#### Exercise requirements
Which lines of the entries contain the word "crate"? Please list them.

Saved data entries
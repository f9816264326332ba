//! Payment endpoints.

use crate::api::AppState;
use crate::error::{AppError, AppResult};
use crate::middleware::error::{created_response, success_response};
use crate::services::payment_orchestrator::CreateOrderInput;
use axum::{
    extract::{Path, State},
    response::Response,
    Json,
};
use bigdecimal::BigDecimal;
use serde::Deserialize;
use std::str::FromStr;
use std::sync::Arc;
use uuid::Uuid;

#[derive(Debug, Deserialize)]
pub struct CreatePaymentRequest {
    pub application_id: String,
    pub amount: Option<String>,
    pub currency: Option<String>,
    pub description: Option<String>,
}

#[derive(Debug, Deserialize)]
pub struct CapturePaymentRequest {
    pub order_id: String,
    pub application_id: String,
}

#[derive(Debug, Deserialize)]
pub struct RefundRequest {
    pub payment_id: Uuid,
    pub amount: Option<String>,
    pub reason: Option<String>,
}

fn parse_amount(value: Option<&str>) -> AppResult<Option<BigDecimal>> {
    value
        .map(|v| {
            BigDecimal::from_str(v.trim())
                .map_err(|_| AppError::validation("amount", format!("invalid amount '{}'", v)))
        })
        .transpose()
}

/// POST /api/payments/paypal/create
pub async fn create_order(
    State(state): State<Arc<AppState>>,
    Json(request): Json<CreatePaymentRequest>,
) -> AppResult<Response> {
    let amount = parse_amount(request.amount.as_deref())?;
    let created = state
        .orchestrator
        .create_order(CreateOrderInput {
            application_id: request.application_id,
            amount,
            currency: request.currency,
            description: request.description,
        })
        .await?;
    Ok(created_response(created))
}

/// POST /api/payments/paypal/capture
pub async fn capture_order(
    State(state): State<Arc<AppState>>,
    Json(request): Json<CapturePaymentRequest>,
) -> AppResult<Response> {
    let outcome = state
        .orchestrator
        .capture_order(&request.order_id, &request.application_id)
        .await?;
    Ok(success_response(outcome))
}

/// POST /api/payments/refund
pub async fn refund(
    State(state): State<Arc<AppState>>,
    Json(request): Json<RefundRequest>,
) -> AppResult<Response> {
    let amount = parse_amount(request.amount.as_deref())?;
    let outcome = state
        .orchestrator
        .refund(request.payment_id, amount, request.reason)
        .await?;
    Ok(success_response(outcome))
}

/// GET /api/payments/:payment_id
pub async fn payment_status(
    State(state): State<Arc<AppState>>,
    Path(payment_id): Path<Uuid>,
) -> AppResult<Response> {
    let view = state.orchestrator.status(payment_id).await?;
    Ok(success_response(view))
}

/// GET /api/payments/stats
pub async fn payment_stats(State(state): State<Arc<AppState>>) -> AppResult<Response> {
    let stats = state.orchestrator.stats().await?;
    Ok(success_response(stats))
}

#[cfg(test)]
mod tests {
    use super::*;

    #[test]
    fn amount_parsing_accepts_decimals_and_rejects_garbage() {
        assert_eq!(
            parse_amount(Some("252.00")).expect("valid amount"),
            Some(BigDecimal::from(252))
        );
        assert_eq!(parse_amount(None).expect("absent amount"), None);
        assert!(parse_amount(Some("two hundred")).is_err());
    }
}
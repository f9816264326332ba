//! Webhook event processor.
//!
//! Verifies gateway notifications, normalizes them, deduplicates on the
//! gateway's event id, and feeds the resulting transitions into the payment
//! orchestrator. The HTTP endpoint acknowledges with success even when
//! processing fails internally, so the gateway's retry policy does not
//! hammer the endpoint; only a signature failure is rejected.

use crate::gateway::types::{GatewayEventKind, WebhookHeaders};
use crate::gateway::PaymentGateway;
use crate::services::payment_orchestrator::PaymentOrchestrator;
use crate::store::WebhookEventRecord;
use chrono::Utc;
use serde_json::Value as JsonValue;
use std::sync::Arc;
use thiserror::Error;
use tracing::{info, warn};

#[derive(Debug, Error)]
pub enum WebhookProcessorError {
    #[error("Webhook verification failed: {0}")]
    VerificationFailed(String),
    #[error("Webhook processing failed: {0}")]
    Processing(String),
}

/// What happened to a delivery that was acknowledged
#[derive(Debug, Clone, Copy, PartialEq, Eq)]
pub enum WebhookDisposition {
    /// Event applied and a transition (possibly a no-op) executed
    Processed,
    /// Event id already present in the payment's log
    Duplicate,
    /// No matching payment, or an event kind this system does not react to
    Ignored,
}

pub struct WebhookProcessor {
    gateway: Arc<dyn PaymentGateway>,
    orchestrator: Arc<PaymentOrchestrator>,
}

impl WebhookProcessor {
    pub fn new(gateway: Arc<dyn PaymentGateway>, orchestrator: Arc<PaymentOrchestrator>) -> Self {
        Self {
            gateway,
            orchestrator,
        }
    }

    pub async fn process(
        &self,
        headers: &WebhookHeaders,
        body: &[u8],
    ) -> Result<WebhookDisposition, WebhookProcessorError> {
        let payload: JsonValue = serde_json::from_slice(body)
            .map_err(|e| WebhookProcessorError::VerificationFailed(format!("invalid JSON: {}", e)))?;

        // Verification failure performs no state mutation.
        self.gateway
            .verify_webhook(headers, &payload)
            .await
            .map_err(|e| WebhookProcessorError::VerificationFailed(e.to_string()))?;

        let event = self
            .gateway
            .parse_webhook_event(body)
            .map_err(|e| WebhookProcessorError::Processing(e.to_string()))?;

        let reference = event
            .order_id
            .as_deref()
            .or(event.capture_id.as_deref());
        let reference = match reference {
            Some(reference) => reference,
            None => {
                warn!(event_id = %event.event_id, "webhook carried no order or capture reference");
                return Ok(WebhookDisposition::Ignored);
            }
        };

        let payment = self
            .orchestrator
            .payments()
            .find_payment_by_gateway_ref(reference)
            .await
            .map_err(|e| WebhookProcessorError::Processing(e.to_string()))?;
        let payment = match payment {
            Some(payment) => payment,
            None => {
                // The gateway may reference an order this system never
                // created; acknowledge without applying.
                info!(
                    event_id = %event.event_id,
                    reference = %reference,
                    "webhook references an unknown payment, ignoring"
                );
                return Ok(WebhookDisposition::Ignored);
            }
        };

        let record = WebhookEventRecord {
            event_id: event.event_id.clone(),
            event_type: event
                .raw
                .get("event_type")
                .and_then(|v| v.as_str())
                .unwrap_or("unknown")
                .to_string(),
            received_at: Utc::now(),
        };
        let first_seen = self
            .orchestrator
            .payments()
            .append_webhook_event(payment.payment_id, &record)
            .await
            .map_err(|e| WebhookProcessorError::Processing(e.to_string()))?;
        if !first_seen {
            info!(
                event_id = %event.event_id,
                payment_id = %payment.payment_id,
                "duplicate webhook delivery, no transition applied"
            );
            return Ok(WebhookDisposition::Duplicate);
        }

        match event.kind {
            GatewayEventKind::PaymentCompleted => {
                info!(
                    event_id = %event.event_id,
                    payment_id = %payment.payment_id,
                    "processing payment completed webhook"
                );
                self.orchestrator
                    .handle_payment_completed(&payment, event.capture_id.clone(), event.raw.clone())
                    .await
                    .map_err(|e| WebhookProcessorError::Processing(e.to_string()))?;
                Ok(WebhookDisposition::Processed)
            }
            GatewayEventKind::PaymentDenied => {
                info!(
                    event_id = %event.event_id,
                    payment_id = %payment.payment_id,
                    "processing payment denied webhook"
                );
                self.orchestrator
                    .handle_payment_denied(&payment, event.reason.clone())
                    .await
                    .map_err(|e| WebhookProcessorError::Processing(e.to_string()))?;
                Ok(WebhookDisposition::Processed)
            }
            GatewayEventKind::PaymentRefunded => {
                info!(
                    event_id = %event.event_id,
                    payment_id = %payment.payment_id,
                    "processing payment refunded webhook"
                );
                let amount = event.amount.as_ref().and_then(|m| m.as_decimal());
                self.orchestrator
                    .handle_payment_refunded(&payment, amount, event.raw.clone())
                    .await
                    .map_err(|e| WebhookProcessorError::Processing(e.to_string()))?;
                Ok(WebhookDisposition::Processed)
            }
            GatewayEventKind::Unknown => {
                warn!(
                    event_id = %event.event_id,
                    "unknown webhook event kind, acknowledged without transition"
                );
                Ok(WebhookDisposition::Ignored)
            }
        }
    }
}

#### Task result
use crate::api::AppState;
use crate::error::{AppError, AppResult};
use crate::middleware::error::{created_response, success_response};
use crate::services::payment_orchestrator::CreateOrderInput;
use crate::gateway::types::{GatewayEventKind, WebhookHeaders};
use crate::gateway::PaymentGateway;
use crate::services::payment_orchestrator::PaymentOrchestrator;
use crate::store::WebhookEventRecord;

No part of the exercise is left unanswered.